Apple Mac vs. IBM PC, Kasparov vs. IBM Deeper Blue, Lee Sedol vs. Alpha Go. Le champion du monde des jeux d'échecs, que Stefan Zweig caricature dans sa nouvelle, semble un monstre d'efficacité, plus proche de la machine infaillible que de l'humain émotif : «spécimen de développement intellectuel unilatéral», «monomaniaque possédé par une seule idée», «implacable et froide logique». Si l'ordinateur Macintosh avait été l'antidote à l'uniformité grisâtre de son temps, Gary Kasparov et Lee Sedol font-ils honneur à la fantaisie, la créativité, l'instinct, l'intuition, l'audace du genre humain ?

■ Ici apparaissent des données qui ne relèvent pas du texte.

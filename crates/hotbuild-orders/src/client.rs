//! Dapr sidecar HTTP client.
//!
//! Sync client for the pub/sub and state APIs of a local Dapr sidecar.

use std::time::Duration;

use serde::Serialize;
use ureq::Agent;

use hotbuild_config::OrdersConfig;

use crate::error::OrdersError;

/// Default HTTP timeout in seconds.
const DEFAULT_TIMEOUT: u64 = 30;

/// One operation in a state transaction.
#[derive(Clone, Debug, PartialEq, Serialize)]
pub struct StateOperation {
    /// Operation kind (`upsert` or `delete`).
    pub operation: &'static str,
    /// Key and value the operation applies to.
    pub request: StateItem,
}

/// A key/value pair in a state store.
#[derive(Clone, Debug, PartialEq, Serialize)]
pub struct StateItem {
    /// State key.
    pub key: String,
    /// State value.
    pub value: serde_json::Value,
}

impl StateOperation {
    /// Insert or replace `key` with `value`.
    #[must_use]
    pub fn upsert(key: impl Into<String>, value: serde_json::Value) -> Self {
        Self {
            operation: "upsert",
            request: StateItem {
                key: key.into(),
                value,
            },
        }
    }
}

#[derive(Serialize)]
struct Transaction<'a> {
    operations: &'a [StateOperation],
}

/// Dapr sidecar client.
pub struct DaprClient {
    agent: Agent,
    base_url: String,
}

impl DaprClient {
    /// Create a client for the sidecar at `base_url` (e.g. `http://localhost:3500`).
    #[must_use]
    pub fn new(base_url: &str) -> Self {
        let agent = Agent::config_builder()
            .timeout_global(Some(Duration::from_secs(DEFAULT_TIMEOUT)))
            .http_status_as_error(false)
            .build()
            .into();

        Self {
            agent,
            base_url: base_url.trim_end_matches('/').to_owned(),
        }
    }

    /// Create a client from the orders configuration.
    #[must_use]
    pub fn from_config(config: &OrdersConfig) -> Self {
        Self::new(&config.dapr_url())
    }

    /// Sidecar base URL.
    #[must_use]
    pub fn base_url(&self) -> &str {
        &self.base_url
    }

    /// Publish `event` to `topic` on the `pubsub` component.
    pub fn publish<T: Serialize>(
        &self,
        pubsub: &str,
        topic: &str,
        event: &T,
    ) -> Result<(), OrdersError> {
        let url = format!("{}/v1.0/publish/{pubsub}/{topic}", self.base_url);
        self.post_json(&url, event)
    }

    /// Apply `operations` to the `store` state component in one transaction.
    pub fn state_transaction(
        &self,
        store: &str,
        operations: &[StateOperation],
    ) -> Result<(), OrdersError> {
        let url = format!("{}/v1.0/state/{store}/transaction", self.base_url);
        self.post_json(&url, &Transaction { operations })
    }

    fn post_json<T: Serialize + ?Sized>(&self, url: &str, body: &T) -> Result<(), OrdersError> {
        let response = self.agent.post(url).send_json(body)?;

        let status = response.status().as_u16();
        if status >= 400 {
            let error_body = response
                .into_body()
                .read_to_string()
                .unwrap_or_else(|_| "(unable to read error body)".to_owned());
            return Err(OrdersError::HttpResponse {
                status,
                body: error_body,
            });
        }

        Ok(())
    }
}
//! Readiness announcements.
//!
//! After every completed reload attempt the development orchestrator is told
//! which build is current so it can release clients waiting on a rebuild.
//! Announcements are best effort: failures are logged and never reach the
//! reload path.

use std::sync::Arc;
use std::time::Duration;

use hotbuild_artifact::ServerBuild;
use serde::Serialize;
use ureq::Agent;

/// Timeout for a single ping request.
const PING_TIMEOUT: Duration = Duration::from_secs(5);

/// Receives the current build after each reload attempt.
pub trait ReadinessNotifier: Send + Sync {
    /// Announce `build` as current. Must not block the caller.
    fn announce(&self, build: Arc<ServerBuild>);
}

/// Body of the readiness ping.
#[derive(Debug, Serialize)]
#[serde(rename_all = "camelCase")]
struct PingPayload<'a> {
    build_hash: &'a str,
}

/// Posts `{"buildHash": ...}` to `{origin}/ping`.
#[derive(Clone)]
pub struct DevServerNotifier {
    agent: Agent,
    ping_url: String,
}

impl DevServerNotifier {
    /// Create a notifier for the orchestrator at `origin`.
    #[must_use]
    pub fn new(origin: &str) -> Self {
        let agent = Agent::config_builder()
            .timeout_global(Some(PING_TIMEOUT))
            .http_status_as_error(false)
            .build()
            .into();

        Self {
            agent,
            ping_url: format!("{}/ping", origin.trim_end_matches('/')),
        }
    }

    /// URL the ping is posted to.
    #[must_use]
    pub fn ping_url(&self) -> &str {
        &self.ping_url
    }

    fn ping(&self, build: &ServerBuild) {
        let payload = PingPayload {
            build_hash: build.build_hash(),
        };

        match self.agent.post(&self.ping_url).send_json(&payload) {
            Ok(response) if response.status().is_success() => {
                tracing::debug!(
                    url = %self.ping_url,
                    build_hash = payload.build_hash,
                    "Readiness announced"
                );
            }
            Ok(response) => {
                tracing::warn!(
                    url = %self.ping_url,
                    status = response.status().as_u16(),
                    "Readiness ping rejected"
                );
            }
            Err(e) => {
                tracing::warn!(url = %self.ping_url, error = %e, "Readiness ping failed");
            }
        }
    }
}

impl ReadinessNotifier for DevServerNotifier {
    fn announce(&self, build: Arc<ServerBuild>) {
        let notifier = self.clone();
        let task = move || notifier.ping(&build);

        // Announcements may come from outside the runtime (tests, shutdown).
        match tokio::runtime::Handle::try_current() {
            Ok(handle) => {
                handle.spawn_blocking(task);
            }
            Err(_) => {
                std::thread::spawn(task);
            }
        }
    }
}

/// Logs announcements when no orchestrator is configured.
#[derive(Clone, Copy, Debug, Default)]
pub struct LogNotifier;

impl ReadinessNotifier for LogNotifier {
    fn announce(&self, build: Arc<ServerBuild>) {
        tracing::info!(
            version = build.version(),
            build_hash = build.build_hash(),
            generation = build.generation(),
            ready = build.is_ready(),
            "Build current"
        );
    }
}

/// Pick the notifier for an optional orchestrator origin.
#[must_use]
pub fn notifier_for(origin: Option<&str>) -> Arc<dyn ReadinessNotifier> {
    match origin {
        Some(origin) => Arc::new(DevServerNotifier::new(origin)),
        None => Arc::new(LogNotifier),
    }
}
//! CLI error types.

use hotbuild_config::ConfigError;
use hotbuild_orders::OrdersError;
use hotbuild_server::StartupError;

/// CLI error type.
#[derive(Debug, thiserror::Error)]
pub(crate) enum CliError {
    #[error("{0}")]
    Config(#[from] ConfigError),

    #[error("{0}")]
    Io(#[from] std::io::Error),

    #[error("{0}")]
    Server(#[from] StartupError),

    #[error("{0}")]
    Orders(#[from] OrdersError),
}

Stefan Zweig a choisi de moquer le champion, qu'il a créé sans bagage intellectuel ni background culturel, mais qui n'est certes pas sans rappeler certains champions locaux que j'eus à combattre en «système suisse» avec mon modeste «Elo 1410». Intarissables sur les combinaisons du jeu, mais guère loquaces dès qu'on s'échappait des 64 cases réglementaires : «n'est-il pas diablement aisé, en fait, de se prendre pour un grand homme quand on ne soupçonne pas le moins du monde qu'un Rembrandt, un Beethoven, un Dante, un Napoléon, ont jamais existé ?»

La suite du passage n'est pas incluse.